* _What is being asked_
From the first line onward, reproduce the records exactly; the final line to include is the one holding "self.join(R::PATH)".

(Input for this task Opens)

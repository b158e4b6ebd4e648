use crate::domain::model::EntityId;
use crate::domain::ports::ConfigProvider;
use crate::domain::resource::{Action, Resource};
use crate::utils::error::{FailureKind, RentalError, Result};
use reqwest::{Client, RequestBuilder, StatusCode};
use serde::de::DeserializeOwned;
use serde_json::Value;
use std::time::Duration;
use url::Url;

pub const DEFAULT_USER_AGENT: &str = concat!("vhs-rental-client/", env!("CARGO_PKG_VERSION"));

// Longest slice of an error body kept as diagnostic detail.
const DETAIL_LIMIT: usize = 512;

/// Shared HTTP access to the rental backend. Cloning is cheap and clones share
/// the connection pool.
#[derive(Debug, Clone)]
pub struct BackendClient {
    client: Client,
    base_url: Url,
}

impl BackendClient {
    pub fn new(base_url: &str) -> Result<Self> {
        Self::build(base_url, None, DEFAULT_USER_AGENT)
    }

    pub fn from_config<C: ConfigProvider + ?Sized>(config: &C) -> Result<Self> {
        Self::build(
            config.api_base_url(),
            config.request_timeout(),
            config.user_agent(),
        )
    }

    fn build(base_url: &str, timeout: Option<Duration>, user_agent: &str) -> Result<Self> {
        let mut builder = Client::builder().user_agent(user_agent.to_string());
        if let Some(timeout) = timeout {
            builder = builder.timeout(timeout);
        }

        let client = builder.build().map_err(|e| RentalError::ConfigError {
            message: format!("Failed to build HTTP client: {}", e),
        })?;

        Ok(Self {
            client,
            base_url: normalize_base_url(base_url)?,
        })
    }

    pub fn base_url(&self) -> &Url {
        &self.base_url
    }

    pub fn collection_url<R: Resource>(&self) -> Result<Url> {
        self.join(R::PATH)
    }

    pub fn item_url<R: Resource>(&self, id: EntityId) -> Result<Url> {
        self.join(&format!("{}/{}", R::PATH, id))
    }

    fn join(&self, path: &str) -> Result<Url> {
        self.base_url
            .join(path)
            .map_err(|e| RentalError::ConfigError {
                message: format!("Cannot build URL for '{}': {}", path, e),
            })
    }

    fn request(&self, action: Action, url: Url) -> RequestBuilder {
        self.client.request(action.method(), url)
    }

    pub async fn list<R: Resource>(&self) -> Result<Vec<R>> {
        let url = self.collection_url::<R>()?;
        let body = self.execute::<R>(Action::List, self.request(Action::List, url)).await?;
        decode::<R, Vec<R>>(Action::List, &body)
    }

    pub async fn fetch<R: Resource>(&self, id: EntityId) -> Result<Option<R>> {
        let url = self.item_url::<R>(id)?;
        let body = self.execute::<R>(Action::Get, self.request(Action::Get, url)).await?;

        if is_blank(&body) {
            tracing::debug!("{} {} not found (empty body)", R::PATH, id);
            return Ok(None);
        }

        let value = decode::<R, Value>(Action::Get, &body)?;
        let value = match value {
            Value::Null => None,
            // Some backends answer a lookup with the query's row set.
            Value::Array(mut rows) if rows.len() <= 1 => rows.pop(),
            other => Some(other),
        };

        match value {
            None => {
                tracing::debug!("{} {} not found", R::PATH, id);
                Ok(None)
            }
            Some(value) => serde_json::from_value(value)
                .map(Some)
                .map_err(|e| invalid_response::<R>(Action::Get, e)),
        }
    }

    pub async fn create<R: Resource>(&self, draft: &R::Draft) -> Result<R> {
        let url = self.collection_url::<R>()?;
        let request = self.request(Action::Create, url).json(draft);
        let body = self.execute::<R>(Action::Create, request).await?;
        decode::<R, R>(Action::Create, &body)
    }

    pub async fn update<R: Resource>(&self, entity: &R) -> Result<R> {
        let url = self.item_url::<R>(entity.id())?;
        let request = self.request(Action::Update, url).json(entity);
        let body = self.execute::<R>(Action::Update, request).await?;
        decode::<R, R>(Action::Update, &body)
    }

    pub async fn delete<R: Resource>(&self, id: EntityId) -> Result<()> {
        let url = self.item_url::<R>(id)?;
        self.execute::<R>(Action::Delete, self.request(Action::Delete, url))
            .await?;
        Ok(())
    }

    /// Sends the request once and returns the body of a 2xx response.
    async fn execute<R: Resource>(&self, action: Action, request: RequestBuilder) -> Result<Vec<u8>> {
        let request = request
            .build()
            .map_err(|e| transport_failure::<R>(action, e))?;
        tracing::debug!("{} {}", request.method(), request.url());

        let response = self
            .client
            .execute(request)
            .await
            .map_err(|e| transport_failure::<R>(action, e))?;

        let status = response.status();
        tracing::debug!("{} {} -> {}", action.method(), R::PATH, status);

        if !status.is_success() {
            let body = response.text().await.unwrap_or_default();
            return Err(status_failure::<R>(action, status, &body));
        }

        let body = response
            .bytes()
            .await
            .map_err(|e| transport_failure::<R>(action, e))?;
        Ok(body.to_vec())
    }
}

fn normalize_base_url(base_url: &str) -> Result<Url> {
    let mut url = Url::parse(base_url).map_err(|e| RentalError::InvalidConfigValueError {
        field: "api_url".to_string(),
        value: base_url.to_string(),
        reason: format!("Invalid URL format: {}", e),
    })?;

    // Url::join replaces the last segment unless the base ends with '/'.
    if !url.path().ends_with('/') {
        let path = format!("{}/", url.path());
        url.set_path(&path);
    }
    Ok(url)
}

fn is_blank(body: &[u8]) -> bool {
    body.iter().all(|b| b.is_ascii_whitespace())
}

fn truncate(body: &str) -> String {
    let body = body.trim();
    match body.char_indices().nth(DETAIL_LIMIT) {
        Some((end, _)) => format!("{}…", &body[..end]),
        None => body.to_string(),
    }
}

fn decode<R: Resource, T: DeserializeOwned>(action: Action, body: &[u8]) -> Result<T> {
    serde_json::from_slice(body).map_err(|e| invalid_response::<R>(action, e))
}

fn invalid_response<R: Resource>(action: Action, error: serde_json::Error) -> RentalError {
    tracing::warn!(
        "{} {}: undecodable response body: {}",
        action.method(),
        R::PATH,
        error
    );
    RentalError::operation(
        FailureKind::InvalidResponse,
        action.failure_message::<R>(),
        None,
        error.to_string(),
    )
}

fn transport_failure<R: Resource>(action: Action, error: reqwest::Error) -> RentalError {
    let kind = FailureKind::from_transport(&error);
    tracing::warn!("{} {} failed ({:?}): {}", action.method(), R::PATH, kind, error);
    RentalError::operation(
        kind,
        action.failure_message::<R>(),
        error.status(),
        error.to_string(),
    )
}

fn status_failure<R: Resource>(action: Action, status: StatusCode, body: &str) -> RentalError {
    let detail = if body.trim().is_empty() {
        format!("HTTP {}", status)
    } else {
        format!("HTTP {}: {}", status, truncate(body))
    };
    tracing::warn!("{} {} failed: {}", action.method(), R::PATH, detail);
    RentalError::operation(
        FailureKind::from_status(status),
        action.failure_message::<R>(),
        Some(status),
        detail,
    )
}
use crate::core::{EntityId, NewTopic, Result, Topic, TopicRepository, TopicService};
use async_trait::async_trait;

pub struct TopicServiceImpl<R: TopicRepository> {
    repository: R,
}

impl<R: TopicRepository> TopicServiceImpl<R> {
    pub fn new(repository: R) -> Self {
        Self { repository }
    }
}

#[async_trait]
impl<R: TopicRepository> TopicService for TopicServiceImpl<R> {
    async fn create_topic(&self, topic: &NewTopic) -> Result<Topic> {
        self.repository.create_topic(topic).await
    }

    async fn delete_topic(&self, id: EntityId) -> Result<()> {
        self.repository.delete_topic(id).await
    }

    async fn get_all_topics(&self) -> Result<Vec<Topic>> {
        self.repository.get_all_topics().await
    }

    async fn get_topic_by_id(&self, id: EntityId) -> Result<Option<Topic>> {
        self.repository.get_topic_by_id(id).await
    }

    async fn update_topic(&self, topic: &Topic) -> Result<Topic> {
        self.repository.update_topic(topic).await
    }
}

(Input for this task Closes)

* _Written reply_
repository b158e4b6ebd4e648
use crate::domain::model::EntityId;
use crate::domain::ports::ConfigProvider;
use crate::domain::resource::{Action, Resource};
use crate::utils::error::{FailureKind, RentalError, Result};
use reqwest::{Client, RequestBuilder, StatusCode};
use serde::de::DeserializeOwned;
use serde_json::Value;
use std::time::Duration;
use url::Url;

pub const DEFAULT_USER_AGENT: &str = concat!("vhs-rental-client/", env!("CARGO_PKG_VERSION"));

// Longest slice of an error body kept as diagnostic detail.
const DETAIL_LIMIT: usize = 512;

/// Shared HTTP access to the rental backend. Cloning is cheap and clones share
/// the connection pool.
#[derive(Debug, Clone)]
pub struct BackendClient {
    client: Client,
    base_url: Url,
}

impl BackendClient {
    pub fn new(base_url: &str) -> Result<Self> {
        Self::build(base_url, None, DEFAULT_USER_AGENT)
    }

    pub fn from_config<C: ConfigProvider + ?Sized>(config: &C) -> Result<Self> {
        Self::build(
            config.api_base_url(),
            config.request_timeout(),
            config.user_agent(),
        )
    }

    fn build(base_url: &str, timeout: Option<Duration>, user_agent: &str) -> Result<Self> {
        let mut builder = Client::builder().user_agent(user_agent.to_string());
        if let Some(timeout) = timeout {
            builder = builder.timeout(timeout);
        }

        let client = builder.build().map_err(|e| RentalError::ConfigError {
            message: format!("Failed to build HTTP client: {}", e),
        })?;

        Ok(Self {
            client,
            base_url: normalize_base_url(base_url)?,
        })
    }

    pub fn base_url(&self) -> &Url {
        &self.base_url
    }

    pub fn collection_url<R: Resource>(&self) -> Result<Url> {
        self.join(R::PATH)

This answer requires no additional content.